Many scenes depicted her in battle, both healing and ending others, when not with the faun of the red scarf or the Lion. Yet all of her seemed to be... holy, in a way. Her statue certainly gave off a feeling of absolute fierceness that was both breath-taking and inspiring. A call to action they could not keep themselves from echoing, in a way.
The youngest was the one moved this time around, attracted inexorably towards the biggest depiction of the Lion and its strange humanoid shadow, and her fingers had merely reached it when a faint laugh was heard, fairly spooking them all as it echoed all through the room.
They turned again, towards the statue and the sarcophagus at its feet, seeing something they already felt was a key shining right on its centre, as if fallen directly from the wounded neck of the woman in the statue.

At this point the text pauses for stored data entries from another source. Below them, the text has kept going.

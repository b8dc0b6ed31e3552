use async_trait::async_trait;
use redis::{AsyncCommands, aio::MultiplexedConnection};
use serde_json::Value;
use std::collections::HashMap;
use tracing::{debug, error};

use crate::backend::{NodePath, PathWrite, Record, RemoteStore};
use crate::config::AppConfig;
use crate::declare_backend_plugin;
use crate::errors::{Result, StoreError};

declare_backend_plugin!("redis", RedisRemoteStore);

/// 基于 Redis 的层级存储
///
/// - 记录：`{prefix}node:{path}`，HASH，字段值为 JSON 编码
/// - 子键索引：`{prefix}children:{collection}`，SET
pub struct RedisRemoteStore {
    conn: MultiplexedConnection,
    keys: RedisKeys,
}

/// 键布局与写入管道的构建，不依赖连接
#[derive(Debug, Clone)]
struct RedisKeys {
    prefix: String,
}

impl RedisKeys {
    fn new(prefix: impl Into<String>) -> Self {
        Self {
            prefix: prefix.into(),
        }
    }

    fn node_key(&self, path: &NodePath) -> String {
        format!("{}node:{}", self.prefix, path)
    }

    fn children_key(&self, collection: &NodePath) -> String {
        format!("{}children:{}", self.prefix, collection)
    }

    fn split(path: &NodePath) -> Result<(NodePath, String)> {
        match (path.parent(), path.key()) {
            (Some(parent), Some(key)) => Ok((parent, key.to_string())),
            _ => Err(StoreError::validation("Record path must not be the root")),
        }
    }

    fn encode_fields(record: &Record) -> Result<Vec<(String, String)>> {
        record
            .iter()
            .map(|(field, value)| Ok((field.clone(), serde_json::to_string(value)?)))
            .collect()
    }

    /// 解码字段值；非 JSON 的原始字符串按字符串处理
    fn decode_fields(fields: HashMap<String, String>) -> Record {
        fields
            .into_iter()
            .map(|(field, raw)| {
                let value = serde_json::from_str(&raw).unwrap_or(Value::String(raw));
                (field, value)
            })
            .collect()
    }

    fn queue_write(&self, pipe: &mut redis::Pipeline, write: &PathWrite) -> Result<()> {
        match write {
            PathWrite::Set(path, record) => {
                let (parent, key) = Self::split(path)?;
                let node_key = self.node_key(path);
                let fields = Self::encode_fields(record)?;
                pipe.del(&node_key).ignore();
                // 空记录等同于删除，不能留下无法读取的索引项
                if fields.is_empty() {
                    pipe.srem(self.children_key(&parent), key).ignore();
                } else {
                    pipe.hset_multiple(&node_key, &fields).ignore();
                    pipe.sadd(self.children_key(&parent), key).ignore();
                }
            }
            PathWrite::Remove(path) => {
                let (parent, key) = Self::split(path)?;
                pipe.del(self.node_key(path)).ignore();
                pipe.srem(self.children_key(&parent), key).ignore();
            }
        }
        Ok(())
    }

    /// 所有写入放进同一个 MULTI/EXEC 事务
    fn build_pipeline(&self, writes: &[PathWrite]) -> Result<redis::Pipeline> {
        let mut pipe = redis::pipe();
        pipe.atomic();
        for write in writes {
            self.queue_write(&mut pipe, write)?;
        }
        Ok(pipe)
    }
}

impl RedisRemoteStore {
    pub async fn connect(config: &AppConfig) -> Result<Self> {
        let redis_config = &config.backend.redis;

        let client = redis::Client::open(redis_config.url.clone()).map_err(|e| {
            StoreError::backend_config(format!(
                "Failed to create Redis client. Check Redis URL in config: {e}"
            ))
        })?;

        let mut conn = client.get_multiplexed_async_connection().await.map_err(|e| {
            error!(
                "Failed to connect to Redis server: {}. Check Redis server status and URL: {}",
                e, redis_config.url
            );
            StoreError::backend_connection(format!("Redis connection failed: {e}"))
        })?;

        // 测试 Redis 连接
        let response: String = redis::cmd("PING")
            .query_async(&mut conn)
            .await
            .map_err(|e| StoreError::backend_connection(format!("Redis ping failed: {e}")))?;
        debug!(
            "RedisRemoteStore connected with prefix '{}': {}",
            redis_config.key_prefix, response
        );

        Ok(Self {
            conn,
            keys: RedisKeys::new(redis_config.key_prefix.clone()),
        })
    }

    async fn execute(&self, writes: &[PathWrite]) -> Result<()> {
        let pipe = self.keys.build_pipeline(writes)?;
        let mut conn = self.conn.clone();
        pipe.query_async::<()>(&mut conn).await?;
        Ok(())
    }
}

#[async_trait]
impl RemoteStore for RedisRemoteStore {
    fn name(&self) -> &'static str {
        "redis"
    }

    async fn child_keys(&self, collection: &NodePath) -> Result<Vec<String>> {
        let mut conn = self.conn.clone();
        let mut keys: Vec<String> = conn.smembers(self.keys.children_key(collection)).await?;
        keys.sort();
        Ok(keys)
    }

    async fn get_record(&self, path: &NodePath) -> Result<Option<Record>> {
        let mut conn = self.conn.clone();
        let fields: HashMap<String, String> = conn.hgetall(self.keys.node_key(path)).await?;
        if fields.is_empty() {
            debug!("Record not found: {}", path);
            return Ok(None);
        }
        Ok(Some(RedisKeys::decode_fields(fields)))
    }

    async fn set_record(&self, path: &NodePath, record: Record) -> Result<()> {
        self.execute(&[PathWrite::Set(path.clone(), record)]).await
    }

    async fn remove_record(&self, path: &NodePath) -> Result<()> {
        self.execute(&[PathWrite::Remove(path.clone())]).await
    }

    fn supports_atomic_update(&self) -> bool {
        true
    }

    async fn update(&self, writes: Vec<PathWrite>) -> Result<()> {
        self.execute(&writes).await
    }
}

It was even worse than the man. For while the man's injury could be more or less easily overlooked, the woman's neck had been obviously pierced with something that had left quite a lot of damage in its way, and the blood seemed to ooze still from it, in a way that kept all of them from even trying to find a pulse.
They all stood there, just staring at the woman of red and gold, eyes trying to look anywhere but at her wound, and so ending up fixed in the cordial and the dagger that, just as with the man, where each held in their respective hand, her arms crossing at her hips.
The youngest took the cordial, just as her older brother had taken the ring, but made no motion to touch the dagger. For as her brother before her, she somehow felt that the weapons were not meant to be taken. That the dagger seemed to be dripping blood from its blade certainly made her even less willing to get it.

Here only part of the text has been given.